## WHAT TO WORK ON
In the data that follows, find the line with "pub fn assistant_with_tools(content: impl"; transcribe it, every later line up to the one with "pub fn add_message(&mut", and that line as well, exactly and with no others.

Stored dataset items:
#####

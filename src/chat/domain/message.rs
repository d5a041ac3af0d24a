//! Message, transcript and conversation history types

use chrono::{DateTime, Utc};
use serde::{Deserialize, Serialize};
use serde_json::Value;

use super::ToolCall;

/// Message role in a conversation
#[derive(Debug, Clone, Copy, PartialEq, Eq, Serialize, Deserialize)]
#[serde(rename_all = "lowercase")]
pub enum Role {
    /// System message (instructions to the LLM)
    System,
    /// User message
    User,
    /// Assistant (LLM) message
    Assistant,
    /// Tool result message
    Tool,
}

impl std::fmt::Display for Role {
    fn fmt(&self, f: &mut std::fmt::Formatter<'_>) -> std::fmt::Result {
        match self {
            Role::System => write!(f, "system"),
            Role::User => write!(f, "user"),
            Role::Assistant => write!(f, "assistant"),
            Role::Tool => write!(f, "tool"),
        }
    }
}

/// A message in the transcript sent to the model.
///
/// Transcript messages carry the tool-call plumbing and only live for the
/// duration of one turn. The persisted session history uses [`ChatMessage`].
#[derive(Debug, Clone, Serialize, Deserialize)]
pub struct Message {
    /// Role of the message sender
    pub role: Role,
    /// Message content (text)
    pub content: String,
    /// Tool calls made by the assistant (if any)
    #[serde(default, skip_serializing_if = "Option::is_none")]
    pub tool_calls: Option<Vec<ToolCall>>,
    /// ID of the tool call this message is responding to
    #[serde(default, skip_serializing_if = "Option::is_none")]
    pub tool_call_id: Option<String>,
}

impl Message {
    fn with_role(role: Role, content: impl Into<String>) -> Self {
        Self {
            role,
            content: content.into(),
            tool_calls: None,
            tool_call_id: None,
        }
    }

    /// Create a system message
    pub fn system(content: impl Into<String>) -> Self {
        Self::with_role(Role::System, content)
    }

    /// Create a user message
    pub fn user(content: impl Into<String>) -> Self {
        Self::with_role(Role::User, content)
    }

    /// Create an assistant message
    pub fn assistant(content: impl Into<String>) -> Self {
        Self::with_role(Role::Assistant, content)
    }

    /// Create an assistant message with tool calls
    pub fn assistant_with_tools(content: impl Into<String>, tool_calls: Vec<ToolCall>) -> Self {
        Self {
            tool_calls: if tool_calls.is_empty() {
                None
            } else {
                Some(tool_calls)
            },
            ..Self::with_role(Role::Assistant, content)
        }
    }

    /// Create a tool result message
    pub fn tool_result(tool_call_id: impl Into<String>, content: impl Into<String>) -> Self {
        Self {
            tool_call_id: Some(tool_call_id.into()),
            ..Self::with_role(Role::Tool, content)
        }
    }

    /// Tool calls requested by this message, empty when there are none
    pub fn requested_tools(&self) -> &[ToolCall] {
        self.tool_calls.as_deref().unwrap_or(&[])
    }
}

/// A persisted entry of a session's conversation history
#[derive(Debug, Clone, PartialEq, Serialize, Deserialize)]
pub struct ChatMessage {
    pub role: Role,
    pub content: String,
    pub timestamp: DateTime<Utc>,
}

impl ChatMessage {
    pub fn new(role: Role, content: impl Into<String>) -> Self {
        Self {
            role,
            content: content.into(),
            timestamp: Utc::now(),
        }
    }

    /// Convert to the transcript form expected by the model
    pub fn to_transcript(&self) -> Message {
        Message::with_role(self.role, self.content.clone())
    }
}

/// Ordered, append-only message history of one session
#[derive(Debug, Clone, Default, Serialize, Deserialize)]
pub struct ConversationHistory {
    messages: Vec<ChatMessage>,
}

impl ConversationHistory {
    pub fn new() -> Self {
        Self::default()
    }

    /// Append a message stamped with the current time
    pub fn add_message(&mut self, role: Role, content: impl Into<String>) {
        self.messages.push(ChatMessage::new(role, content));
    }

    pub fn messages(&self) -> &[ChatMessage] {
        &self.messages
    }

    pub fn len(&self) -> usize {
        self.messages.len()
    }

    pub fn is_empty(&self) -> bool {
        self.messages.is_empty()
    }

    /// Remove every message
    pub fn clear(&mut self) {
        self.messages.clear();
    }

    /// The last `n` messages (all of them when fewer exist)
    pub fn last_n(&self, n: usize) -> &[ChatMessage] {
        let start = self.messages.len().saturating_sub(n);
        &self.messages[start..]
    }

    /// Messages converted for an API call
    pub fn to_transcript(&self) -> Vec<Message> {
        self.messages.iter().map(ChatMessage::to_transcript).collect()
    }
}

/// Serialize a tool payload for the transcript
pub fn tool_payload(value: &Value) -> String {
    serde_json::to_string_pretty(value).unwrap_or_else(|_| "{}".to_string())
}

#####

## RESULT FOR THIS TASK
    pub fn assistant_with_tools(content: impl Into<String>, tool_calls: Vec<ToolCall>) -> Self {
        Self {
            tool_calls: if tool_calls.is_empty() {
                None
            } else {
                Some(tool_calls)
            },
            ..Self::with_role(Role::Assistant, content)
        }
    }

    /// Create a tool result message
    pub fn tool_result(tool_call_id: impl Into<String>, content: impl Into<String>) -> Self {
        Self {
            tool_call_id: Some(tool_call_id.into()),
            ..Self::with_role(Role::Tool, content)
        }
    }

    /// Tool calls requested by this message, empty when there are none
    pub fn requested_tools(&self) -> &[ToolCall] {
        self.tool_calls.as_deref().unwrap_or(&[])
    }
}

/// A persisted entry of a session's conversation history
#[derive(Debug, Clone, PartialEq, Serialize, Deserialize)]
pub struct ChatMessage {
    pub role: Role,
    pub content: String,
    pub timestamp: DateTime<Utc>,
}

impl ChatMessage {
    pub fn new(role: Role, content: impl Into<String>) -> Self {
        Self {
            role,
            content: content.into(),
            timestamp: Utc::now(),
        }
    }

    /// Convert to the transcript form expected by the model
    pub fn to_transcript(&self) -> Message {
        Message::with_role(self.role, self.content.clone())
    }
}

/// Ordered, append-only message history of one session
#[derive(Debug, Clone, Default, Serialize, Deserialize)]
pub struct ConversationHistory {
    messages: Vec<ChatMessage>,
}

impl ConversationHistory {
    pub fn new() -> Self {
        Self::default()
    }

    /// Append a message stamped with the current time
    pub fn add_message(&mut self, role: Role, content: impl Into<String>) {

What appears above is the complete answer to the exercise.